Deutschland Frankfurt - Skyline
Bald nicht mehr gebraucht? Bürotürme in Frankfurt am MainBild: picture alliance/Eibner-Pressefoto

"Die Corona-Krise wird Bürogebäude verändern, aber nicht obsolet machen", ist Andreas Mattner, Präsident des Immobilienwirtschaftsverband ZIA, überzeugt.

Umfragen unter Immobilienmanagern bestätigen das, kommen aber zu dem Schluss, dass allein in Deutschland 20 Prozent der Büroflächen bald nicht mehr benötigt werden.

Neue Arbeitsbedingungen verändern das Stadtbild.

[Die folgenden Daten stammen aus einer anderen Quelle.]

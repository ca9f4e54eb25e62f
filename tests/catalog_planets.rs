use std::fs;

use ttv_curves::domain::Mission;
use ttv_curves::error::AppError;
use ttv_curves::io::load_catalog;

const CATALOG: &str = "\
koi_id,kic_id,npl,limbdark_1,limbdark_2,period,epoch,depth,duration,impact
K00137,8644288,3,0.45,0.2,14.8589,134.5,1500,4.8,0.3
K00137,8644288,3,0.45,0.2,7.6415,133.1,500,3.6,0.2
K00137,8644288,3,0.45,0.2,3.5041,131.2,120,2.4,0.995
";

#[test]
fn catalog_rows_become_sorted_planets() {
    let dir = tempfile::tempdir().unwrap();
    let path = dir.path().join("catalog.csv");
    fs::write(&path, CATALOG).unwrap();

    let koi = Mission::Simulated.koi_id("S00137").unwrap();
    let entry = load_catalog(&path, &koi).unwrap();
    assert_eq!(entry.npl, 3);
    assert_eq!(entry.limbdark, [0.45, 0.2]);

    let planets = entry.initial_planets(131.5, 300.0).unwrap();
    let periods: Vec<f64> = planets.iter().map(|p| p.period).collect();
    assert_eq!(periods, vec![3.5041, 7.6415, 14.8589]);

    for p in &planets {
        assert!(p.epoch >= 131.5 && p.epoch <= 131.5 + p.period);
        assert_eq!(p.tts.len(), p.index.len());
        assert!(p.tts.windows(2).all(|w| (w[1] - w[0] - p.period).abs() < 1e-9));
        assert!(*p.tts.last().unwrap() < 300.0);
    }
    // b = 0.995 exceeds 1 - sqrt(depth) and is clamped to its square.
    let limit = 1.0 - 120e-6_f64.sqrt();
    assert!((planets[0].impact - limit * limit).abs() < 1e-12);
    assert!((planets[2].duration - 0.2).abs() < 1e-12);
}

#[test]
fn missing_target_is_an_input_error() {
    let dir = tempfile::tempdir().unwrap();
    let path = dir.path().join("catalog.csv");
    fs::write(&path, CATALOG).unwrap();
    let err = load_catalog(&path, "K00001").unwrap_err();
    assert!(matches!(err, AppError::Input(_)));
    assert_eq!(err.exit_code(), 2);
    assert!(load_catalog(&dir.path().join("nope.csv"), "K00137").is_err());
}
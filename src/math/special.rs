//! Special functions: log-gamma and the standard normal quantile.

use std::f64::consts::PI;

const LANCZOS_G: f64 = 7.0;
const LANCZOS_COEFFS: [f64; 9] = [
    0.999_999_999_999_809_93,
    676.520_368_121_885_1,
    -1_259.139_216_722_402_8,
    771.323_428_777_653_13,
    -176.615_029_162_140_59,
    12.507_343_278_686_905,
    -0.138_571_095_265_720_12,
    9.984_369_578_019_571_6e-6,
    1.505_632_735_149_311_6e-7,
];

/// Natural log of |Γ(x)| (Lanczos approximation, ~15 significant digits).
pub fn ln_gamma(x: f64) -> f64 {
    if x < 0.5 {
        // Reflection formula.
        return (PI / (PI * x).sin()).abs().ln() - ln_gamma(1.0 - x);
    }
    let x = x - 1.0;
    let mut a = LANCZOS_COEFFS[0];
    let t = x + LANCZOS_G + 0.5;
    for (i, &c) in LANCZOS_COEFFS.iter().enumerate().skip(1) {
        a += c / (x + i as f64);
    }
    0.5 * (2.0 * PI).ln() + (x + 0.5) * t.ln() - t + a.ln()
}

/// Inverse CDF of the standard normal distribution (Acklam's rational
/// approximation, relative error < 1.2e-9).
pub fn normal_ppf(p: f64) -> f64 {
    if !(0.0..=1.0).contains(&p) || p.is_nan() {
        return f64::NAN;
    }
    if p == 0.0 {
        return f64::NEG_INFINITY;
    }
    if p == 1.0 {
        return f64::INFINITY;
    }

    const A: [f64; 6] = [
        -3.969_683_028_665_376e1,
        2.209_460_984_245_205e2,
        -2.759_285_104_469_687e2,
        1.383_577_518_672_69e2,
        -3.066_479_806_614_716e1,
        2.506_628_277_459_239,
    ];
    const B: [f64; 5] = [
        -5.447_609_879_822_406e1,
        1.615_858_368_580_409e2,
        -1.556_989_798_598_866e2,
        6.680_131_188_771_972e1,
        -1.328_068_155_288_572e1,
    ];
    const C: [f64; 6] = [
        -7.784_894_002_430_293e-3,
        -3.223_964_580_411_365e-1,
        -2.400_758_277_161_838,
        -2.549_732_539_343_734,
        4.374_664_141_464_968,
        2.938_163_982_698_783,
    ];
    const D: [f64; 4] = [
        7.784_695_709_041_462e-3,
        3.224_671_290_700_398e-1,
        2.445_134_137_142_996,
        3.754_408_661_907_416,
    ];
    const P_LOW: f64 = 0.024_25;

    if p < P_LOW {
        let q = (-2.0 * p.ln()).sqrt();
        (((((C[0] * q + C[1]) * q + C[2]) * q + C[3]) * q + C[4]) * q + C[5])
            / ((((D[0] * q + D[1]) * q + D[2]) * q + D[3]) * q + 1.0)
    } else if p <= 1.0 - P_LOW {
        let q = p - 0.5;
        let r = q * q;
        (((((A[0] * r + A[1]) * r + A[2]) * r + A[3]) * r + A[4]) * r + A[5]) * q
            / (((((B[0] * r + B[1]) * r + B[2]) * r + B[3]) * r + B[4]) * r + 1.0)
    } else {
        -normal_ppf(1.0 - p)
    }
}

/// Upper bound of the central interval holding probability mass `confidence`
/// of a standard normal.
pub fn normal_interval_upper(confidence: f64) -> f64 {
    normal_ppf(0.5 + 0.5 * confidence)
}

#[cfg(test)]
mod tests {
    use super::*;

    #[test]
    fn ln_gamma_matches_factorials() {
        assert!(ln_gamma(1.0).abs() < 1e-12);
        assert!(ln_gamma(2.0).abs() < 1e-12);
        assert!((ln_gamma(5.0) - 24.0_f64.ln()).abs() < 1e-10);
        assert!((ln_gamma(0.5) - PI.sqrt().ln()).abs() < 1e-10);
    }

    #[test]
    fn normal_ppf_known_quantiles() {
        assert!(normal_ppf(0.5).abs() < 1e-9);
        assert!((normal_ppf(0.975) - 1.959_963_984_540_054).abs() < 1e-7);
        assert!((normal_ppf(0.01) + 2.326_347_874_040_841).abs() < 1e-7);
        assert!((normal_interval_upper(0.6827) - 1.0).abs() < 1e-3);
    }
}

Jede Krise habe das bisher gezeigt, sagt Architekturkritiker Niklas Maak. "Die Corona-Krise wirkt wie ein Katalysator urbaner Entwicklungen", sagt er. "Das Verhältnis von Zentrum und Peripherie verändert sich, Mobilität und die Steuerung von Datenströmen werden neu gedacht."

Gebäude seien bisher nach Investitions-Maßstäben gebaut worden. Künftig werde es darum gehen, genug Platz zu schaffen, um ohne Gefahr für die Gesundheit arbeiten und leben zu können.

Das bedeute weniger Hochhäuser, weniger enge Einkaufszentren - dafür aber mehr freie Flächen für Meetings und andere kommunikative Treffen. Zufahrtsstraßen und Parkhäuser könnten Grünflächen und Fitness-Studios weichen.